[Stored data]

+ + + + +

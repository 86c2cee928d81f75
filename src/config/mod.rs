pub mod container;
pub mod loader;

pub use container::{ConfigOverrides, ContainerConfig};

+ + + + +

# [WHAT YOU HAVE TO DO]
Please reproduce the records above in their entirety, exactly as given.

# [RESPONSE]
repository 86c2cee928d81f75
filename src/config/mod.rs
pub mod container;
pub mod loader;

pub use container::{ConfigOverrides, ContainerConfig};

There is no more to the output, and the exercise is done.